Хороша Алка все-таки. Идет, бедрами покачивает, стройными, точеными ножками играет, будто на репетицию в танцевальный ансамбль отправилась. Как выступала сна на концертах художественной самодеятельности! Как ей аплодировали! Недаром в школе мальчишки старших классов иначе не называли ее как «Звезда балета». Ах, Алка, Алка! Себя опозорила, всю школу, всех своих друзей. Не надо смотреть на ноги. Можно и в глаза. Чтобы не думала, что ее боятся. Нет, не боятся, а стыдятся только. Глаза чуть-чуть подрисованы карандашом, но больше никакой косметики не заметно. Сколько раз ночевала она у них в доме. На одном диване спали, до полуночи шептались, хихикали, и вот проходит она близко, так что плечом о плечо можно чиркнуть, но ведь чужая и пропасть между ними непроходимая лежит.
Люба, не сбавляя шага, едва заметно кивнула головой. Вот и все... Прощай, Алка, прощай, дрянь девчонка. Навсегда.
— Люба!
Остановилась, зовет... Нет, не слышу я. Иди своей дорогой, катись подальше.
— Любаша!!
Но как не оглянуться? Ладно, оглянусь. Что тебе потребовалось от меня?
Алла подошла вплотную, лицо розовое, глаза блестят.
— Не хочешь знаться со мной, Любаша? Напрасно. Гордая такая! Еще бы! Ты патриотка, а я... Но все-таки ты особенно нос не задирай, Любочка.
Люба молчала, смотрела в красивые, то злые, то веселые глаза бывшей подруги. Кажется, Алла была пьяна, и Любе не хотелось начинать с ней какой-либо разговор.
Но от «звезды балета» не так-то просто было отвязаться.
— Несколько раз замечала, что избегаешь меня. Боишься, как бы не увидели нас вместе. Как же, будет пятно в биографии? А я вот не боюсь разговаривать с партизанской связной, хотя меня за это тоже по головке не погладят.
Люба испугалась, побледнела. Не была она ни партизанской связной, ни подпольщицей, но ведь можно пострадать и ни за что, а так, за здорово живешь.
— Что ты городишь, Алка? Пьяная...
— Ага, сдрейфила. Нет того, чтобы пригласить подружку в гости. Даже на улице стесняешься разговаривать.
— Ты не знаешь разве, что живем мы сейчас у чужих из милости. Где же нам в темном чулане приемы устраивать.

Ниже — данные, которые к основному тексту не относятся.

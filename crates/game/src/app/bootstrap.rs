use std::collections::HashMap;
use std::io;
use std::path::PathBuf;
use std::time::Duration;

use plaza_engine::{
    AccountId, ConfigError, CoreConfig, EntityId, LocalPlayerState, LoopConfig, Scene, Session,
    Viewport, CONFIG_ENV_VAR,
};
use thiserror::Error;
use tracing::info;
use tracing_subscriber::EnvFilter;

use super::plaza_scene::PlazaScene;
use super::profile_worker::ProfileWorker;
use super::room_layout::{LayoutError, RoomLayout};

const LOCAL_PLAYER_ID: EntityId = EntityId(1);
const LOCAL_ACCOUNT: &str = "local";

#[derive(Debug, Error)]
pub(crate) enum BootstrapError {
    #[error(transparent)]
    Config(#[from] ConfigError),
    #[error(transparent)]
    Layout(#[from] LayoutError),
    #[error("failed to start profile worker: {0}")]
    Worker(#[source] io::Error),
}

pub(crate) struct AppWiring {
    pub(crate) config: LoopConfig,
    pub(crate) session: Session<ProfileWorker>,
    pub(crate) scene: Box<dyn Scene<ProfileWorker>>,
}

pub(crate) fn build_app() -> Result<AppWiring, BootstrapError> {
    init_tracing();
    info!("=== Plaza Startup ===");

    let core = load_core_config()?;
    let layout = RoomLayout::builtin()?;
    let account = AccountId(LOCAL_ACCOUNT.to_string());
    let profile = ProfileWorker::spawn(
        Duration::from_millis(layout.economy.profile_latency_ms),
        HashMap::from([(account.clone(), layout.economy.starting_balance)]),
    )
    .map_err(BootstrapError::Worker)?;

    let config = LoopConfig::default();
    let viewport = Viewport {
        width: config.window_width,
        height: config.window_height,
    };
    let local = LocalPlayerState::new(LOCAL_PLAYER_ID, account, layout.spawn);
    let session = Session::new(core, local, viewport, profile);
    info!(room = %layout.room, nodes = layout.nodes.len(), bots = layout.bots.len(), "layout_loaded");

    Ok(AppWiring {
        config,
        session,
        scene: Box::new(PlazaScene::new(layout)),
    })
}

/// Reads the tuning file named by the environment, or falls back to the
/// built-in defaults when the variable is unset.
fn load_core_config() -> Result<CoreConfig, ConfigError> {
    match std::env::var_os(CONFIG_ENV_VAR) {
        Some(path) => {
            let path = PathBuf::from(path);
            let config = CoreConfig::load(&path)?;
            info!(path = %path.display(), "core_config_loaded");
            Ok(config)
        }
        None => Ok(CoreConfig::default()),
    }
}

fn init_tracing() {
    let filter = EnvFilter::try_from_default_env().unwrap_or_else(|_| EnvFilter::new("info"));
    tracing_subscriber::fmt()
        .with_env_filter(filter)
        .with_target(false)
        .with_thread_names(true)
        .compact()
        .init();
}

— Тогда идем ко мне, — обрадовалась Алла. — Идем, идем. Мой явится не скоро. Мой повелитель! Рыцарь! Идем, не пожалеешь. Я тебя накормлю и напою. Да ты не бойся.
Алла вцепилась в руку Любы и потащила ее за собой. Люба упиралась, но из дворов, из-за заборов уже поглядывали на них люди и сопротивляться было бессмысленно.
Алла со своим «повелителем» жила на этой же улице в хорошем каменном домике, занимала кухню и большую горницу, окна которой закрывались на ночь изнутри щитами из толстых дубовых досок. В комнате было тесно от обилия мебели.
— Садись! — широким жестом Алла показала на стул, стоявший у стола, покрытого бархатной скатертью с тяжелой бахромой. — Что смотришь? Не удивляйся. Да, да, все это чужое, награбленное. И мебель, и скатерть, и хрусталь, и серебро в буфете.